Task requirements: Starting at the top of the entries below, print each line exactly until the line with "use crate::utils::now_millis;" has been printed too.

┌────────

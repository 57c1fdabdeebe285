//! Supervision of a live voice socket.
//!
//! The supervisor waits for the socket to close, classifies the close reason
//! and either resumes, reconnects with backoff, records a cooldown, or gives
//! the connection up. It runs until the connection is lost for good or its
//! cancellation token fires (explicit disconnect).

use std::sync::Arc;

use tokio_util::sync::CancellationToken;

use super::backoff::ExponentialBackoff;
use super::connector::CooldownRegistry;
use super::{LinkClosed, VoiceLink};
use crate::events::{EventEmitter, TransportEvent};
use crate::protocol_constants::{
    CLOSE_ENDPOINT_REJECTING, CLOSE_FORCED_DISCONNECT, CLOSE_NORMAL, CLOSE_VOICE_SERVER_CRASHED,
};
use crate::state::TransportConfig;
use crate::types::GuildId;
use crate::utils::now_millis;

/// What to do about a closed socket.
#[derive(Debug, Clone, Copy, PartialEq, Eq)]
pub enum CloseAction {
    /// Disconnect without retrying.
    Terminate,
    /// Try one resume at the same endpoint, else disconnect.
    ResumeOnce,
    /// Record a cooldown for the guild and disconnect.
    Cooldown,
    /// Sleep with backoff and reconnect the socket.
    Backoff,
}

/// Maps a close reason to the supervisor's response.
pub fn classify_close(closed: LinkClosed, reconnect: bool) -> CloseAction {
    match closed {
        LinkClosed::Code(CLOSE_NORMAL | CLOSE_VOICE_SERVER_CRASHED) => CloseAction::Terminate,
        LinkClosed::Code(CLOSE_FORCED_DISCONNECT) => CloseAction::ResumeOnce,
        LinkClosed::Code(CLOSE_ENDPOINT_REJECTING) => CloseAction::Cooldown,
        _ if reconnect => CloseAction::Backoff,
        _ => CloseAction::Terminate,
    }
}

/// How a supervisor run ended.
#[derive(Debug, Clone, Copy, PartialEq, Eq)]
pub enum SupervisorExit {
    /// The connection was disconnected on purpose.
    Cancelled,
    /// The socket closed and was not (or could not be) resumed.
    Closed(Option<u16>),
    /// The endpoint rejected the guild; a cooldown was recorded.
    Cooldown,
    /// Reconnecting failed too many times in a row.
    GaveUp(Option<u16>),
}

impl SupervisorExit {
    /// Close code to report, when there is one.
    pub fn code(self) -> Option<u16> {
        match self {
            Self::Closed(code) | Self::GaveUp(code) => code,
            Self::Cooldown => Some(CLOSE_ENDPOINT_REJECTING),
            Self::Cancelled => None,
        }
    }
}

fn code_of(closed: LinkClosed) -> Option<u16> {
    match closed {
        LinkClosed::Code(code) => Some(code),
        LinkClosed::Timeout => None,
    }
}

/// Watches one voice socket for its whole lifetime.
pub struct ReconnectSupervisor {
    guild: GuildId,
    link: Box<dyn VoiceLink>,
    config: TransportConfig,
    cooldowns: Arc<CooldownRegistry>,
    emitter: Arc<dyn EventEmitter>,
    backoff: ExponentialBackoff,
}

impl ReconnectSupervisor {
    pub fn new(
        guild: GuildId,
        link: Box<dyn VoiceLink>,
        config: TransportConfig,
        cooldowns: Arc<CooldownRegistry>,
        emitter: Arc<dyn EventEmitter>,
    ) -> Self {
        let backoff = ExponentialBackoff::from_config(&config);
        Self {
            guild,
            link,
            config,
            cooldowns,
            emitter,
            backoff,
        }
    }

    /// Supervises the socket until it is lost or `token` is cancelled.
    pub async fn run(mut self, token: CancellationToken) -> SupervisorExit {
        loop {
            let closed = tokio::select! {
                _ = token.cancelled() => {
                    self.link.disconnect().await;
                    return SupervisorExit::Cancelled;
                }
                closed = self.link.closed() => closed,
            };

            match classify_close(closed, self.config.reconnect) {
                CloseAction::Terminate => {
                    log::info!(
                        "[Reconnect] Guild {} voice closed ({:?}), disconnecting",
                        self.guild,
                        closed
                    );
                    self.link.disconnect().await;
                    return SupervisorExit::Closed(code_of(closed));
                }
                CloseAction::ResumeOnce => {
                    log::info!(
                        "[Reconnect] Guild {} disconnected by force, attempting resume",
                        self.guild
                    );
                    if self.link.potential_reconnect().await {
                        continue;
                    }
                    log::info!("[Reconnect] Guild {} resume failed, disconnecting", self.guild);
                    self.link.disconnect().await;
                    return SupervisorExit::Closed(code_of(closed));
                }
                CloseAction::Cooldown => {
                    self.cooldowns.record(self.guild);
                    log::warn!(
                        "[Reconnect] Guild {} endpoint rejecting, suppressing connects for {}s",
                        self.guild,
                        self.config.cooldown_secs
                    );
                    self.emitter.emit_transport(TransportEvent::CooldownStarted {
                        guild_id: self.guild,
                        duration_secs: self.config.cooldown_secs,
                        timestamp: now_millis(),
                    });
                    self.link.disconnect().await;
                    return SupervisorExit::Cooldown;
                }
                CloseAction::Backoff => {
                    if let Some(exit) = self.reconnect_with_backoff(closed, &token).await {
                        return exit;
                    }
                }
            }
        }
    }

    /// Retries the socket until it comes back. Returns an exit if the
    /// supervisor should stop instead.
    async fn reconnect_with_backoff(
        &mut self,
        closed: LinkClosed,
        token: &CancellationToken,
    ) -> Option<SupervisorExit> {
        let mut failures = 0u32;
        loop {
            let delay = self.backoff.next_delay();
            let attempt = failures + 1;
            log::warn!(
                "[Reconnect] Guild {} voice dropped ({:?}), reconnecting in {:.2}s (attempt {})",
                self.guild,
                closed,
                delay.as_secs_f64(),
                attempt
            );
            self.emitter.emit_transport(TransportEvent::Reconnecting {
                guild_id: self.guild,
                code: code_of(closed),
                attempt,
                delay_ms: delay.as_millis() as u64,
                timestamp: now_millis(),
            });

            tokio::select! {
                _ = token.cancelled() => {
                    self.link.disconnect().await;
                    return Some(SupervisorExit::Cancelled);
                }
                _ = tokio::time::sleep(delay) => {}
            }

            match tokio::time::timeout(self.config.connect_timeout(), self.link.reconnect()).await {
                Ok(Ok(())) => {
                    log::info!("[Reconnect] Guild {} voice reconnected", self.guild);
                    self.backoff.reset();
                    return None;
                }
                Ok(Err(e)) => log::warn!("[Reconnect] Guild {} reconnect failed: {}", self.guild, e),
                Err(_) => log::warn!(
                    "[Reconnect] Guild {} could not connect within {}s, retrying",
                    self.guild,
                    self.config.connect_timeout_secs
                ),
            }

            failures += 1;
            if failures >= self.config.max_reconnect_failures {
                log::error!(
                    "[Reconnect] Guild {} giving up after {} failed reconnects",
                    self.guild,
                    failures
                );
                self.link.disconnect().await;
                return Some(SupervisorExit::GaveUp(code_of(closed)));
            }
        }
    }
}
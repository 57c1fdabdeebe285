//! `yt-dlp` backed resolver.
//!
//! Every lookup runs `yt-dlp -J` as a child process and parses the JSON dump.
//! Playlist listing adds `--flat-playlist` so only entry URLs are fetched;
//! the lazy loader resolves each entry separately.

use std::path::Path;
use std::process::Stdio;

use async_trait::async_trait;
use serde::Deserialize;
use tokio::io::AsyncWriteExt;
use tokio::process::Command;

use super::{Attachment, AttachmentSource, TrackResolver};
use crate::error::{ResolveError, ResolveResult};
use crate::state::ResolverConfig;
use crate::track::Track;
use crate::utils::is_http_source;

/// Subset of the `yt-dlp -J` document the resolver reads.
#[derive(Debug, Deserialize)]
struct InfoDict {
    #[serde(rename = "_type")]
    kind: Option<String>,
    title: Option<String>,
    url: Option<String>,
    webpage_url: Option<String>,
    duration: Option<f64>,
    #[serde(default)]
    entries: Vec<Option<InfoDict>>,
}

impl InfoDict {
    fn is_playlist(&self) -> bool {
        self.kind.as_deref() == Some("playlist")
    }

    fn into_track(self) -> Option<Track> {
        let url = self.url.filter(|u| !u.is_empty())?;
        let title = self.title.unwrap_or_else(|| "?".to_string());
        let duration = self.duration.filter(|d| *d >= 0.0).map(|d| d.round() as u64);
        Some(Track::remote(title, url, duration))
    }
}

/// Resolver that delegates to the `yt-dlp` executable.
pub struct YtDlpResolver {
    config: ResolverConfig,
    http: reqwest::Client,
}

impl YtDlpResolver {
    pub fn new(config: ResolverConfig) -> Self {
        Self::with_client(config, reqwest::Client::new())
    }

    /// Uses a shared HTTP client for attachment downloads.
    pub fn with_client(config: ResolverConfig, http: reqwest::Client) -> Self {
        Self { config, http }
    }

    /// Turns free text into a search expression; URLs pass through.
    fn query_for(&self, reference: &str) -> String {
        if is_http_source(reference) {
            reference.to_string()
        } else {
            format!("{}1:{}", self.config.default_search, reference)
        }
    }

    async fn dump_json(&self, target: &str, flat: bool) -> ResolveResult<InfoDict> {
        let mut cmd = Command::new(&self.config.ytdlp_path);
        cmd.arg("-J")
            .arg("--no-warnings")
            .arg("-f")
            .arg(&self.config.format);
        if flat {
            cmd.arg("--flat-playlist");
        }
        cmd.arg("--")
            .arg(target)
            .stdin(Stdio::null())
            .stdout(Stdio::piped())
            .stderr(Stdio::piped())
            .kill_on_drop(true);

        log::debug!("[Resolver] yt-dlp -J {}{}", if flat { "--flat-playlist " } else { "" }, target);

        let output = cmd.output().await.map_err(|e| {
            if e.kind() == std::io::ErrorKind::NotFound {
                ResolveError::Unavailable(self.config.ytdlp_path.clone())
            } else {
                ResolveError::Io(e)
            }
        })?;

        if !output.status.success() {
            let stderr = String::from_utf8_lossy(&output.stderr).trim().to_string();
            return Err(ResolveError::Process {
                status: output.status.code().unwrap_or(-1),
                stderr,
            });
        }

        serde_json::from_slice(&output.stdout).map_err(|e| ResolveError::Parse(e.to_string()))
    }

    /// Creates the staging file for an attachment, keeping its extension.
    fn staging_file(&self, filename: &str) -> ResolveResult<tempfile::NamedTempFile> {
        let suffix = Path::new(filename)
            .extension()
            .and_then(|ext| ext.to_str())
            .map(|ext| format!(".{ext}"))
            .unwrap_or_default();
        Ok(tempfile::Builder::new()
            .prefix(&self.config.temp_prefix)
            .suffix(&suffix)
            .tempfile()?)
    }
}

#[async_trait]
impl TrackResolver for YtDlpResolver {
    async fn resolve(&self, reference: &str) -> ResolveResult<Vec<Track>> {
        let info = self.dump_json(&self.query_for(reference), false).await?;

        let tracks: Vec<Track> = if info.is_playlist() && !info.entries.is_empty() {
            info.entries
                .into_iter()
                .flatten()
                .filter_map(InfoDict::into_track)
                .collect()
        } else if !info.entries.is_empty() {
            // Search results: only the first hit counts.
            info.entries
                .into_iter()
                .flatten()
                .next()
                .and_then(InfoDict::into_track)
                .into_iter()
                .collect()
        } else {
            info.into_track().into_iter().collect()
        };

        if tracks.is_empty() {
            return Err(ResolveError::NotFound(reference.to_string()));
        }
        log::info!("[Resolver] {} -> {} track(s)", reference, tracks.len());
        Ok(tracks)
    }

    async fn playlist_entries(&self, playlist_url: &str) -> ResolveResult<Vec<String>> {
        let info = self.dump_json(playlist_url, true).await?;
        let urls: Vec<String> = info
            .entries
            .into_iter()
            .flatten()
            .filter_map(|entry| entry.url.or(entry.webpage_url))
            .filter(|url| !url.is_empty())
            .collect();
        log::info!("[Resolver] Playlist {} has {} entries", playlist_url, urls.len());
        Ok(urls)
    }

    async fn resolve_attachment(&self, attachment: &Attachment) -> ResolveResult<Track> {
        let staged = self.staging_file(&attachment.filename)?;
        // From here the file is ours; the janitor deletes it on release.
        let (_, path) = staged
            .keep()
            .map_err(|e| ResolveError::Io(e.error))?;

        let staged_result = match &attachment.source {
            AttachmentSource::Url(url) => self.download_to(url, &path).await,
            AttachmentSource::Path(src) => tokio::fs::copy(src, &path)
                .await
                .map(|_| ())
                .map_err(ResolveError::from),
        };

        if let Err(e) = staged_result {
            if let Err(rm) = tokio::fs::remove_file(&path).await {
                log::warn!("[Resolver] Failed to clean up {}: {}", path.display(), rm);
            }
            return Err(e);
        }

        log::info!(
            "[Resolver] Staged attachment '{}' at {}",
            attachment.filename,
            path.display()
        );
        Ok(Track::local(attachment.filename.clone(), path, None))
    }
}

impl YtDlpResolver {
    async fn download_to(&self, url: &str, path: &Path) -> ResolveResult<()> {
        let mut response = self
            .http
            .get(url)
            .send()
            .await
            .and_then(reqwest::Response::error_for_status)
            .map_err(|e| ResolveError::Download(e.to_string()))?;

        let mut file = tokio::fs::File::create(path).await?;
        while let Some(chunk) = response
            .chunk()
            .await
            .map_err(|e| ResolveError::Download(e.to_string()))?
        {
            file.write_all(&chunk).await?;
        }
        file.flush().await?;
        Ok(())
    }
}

└────────

Response below:
repository 57c1fdabdeebe285
//! Supervision of a live voice socket.
//!
//! The supervisor waits for the socket to close, classifies the close reason
//! and either resumes, reconnects with backoff, records a cooldown, or gives
//! the connection up. It runs until the connection is lost for good or its
//! cancellation token fires (explicit disconnect).

use std::sync::Arc;

use tokio_util::sync::CancellationToken;

use super::backoff::ExponentialBackoff;
use super::connector::CooldownRegistry;
use super::{LinkClosed, VoiceLink};
use crate::events::{EventEmitter, TransportEvent};
use crate::protocol_constants::{
    CLOSE_ENDPOINT_REJECTING, CLOSE_FORCED_DISCONNECT, CLOSE_NORMAL, CLOSE_VOICE_SERVER_CRASHED,
};
use crate::state::TransportConfig;
use crate::types::GuildId;
use crate::utils::now_millis;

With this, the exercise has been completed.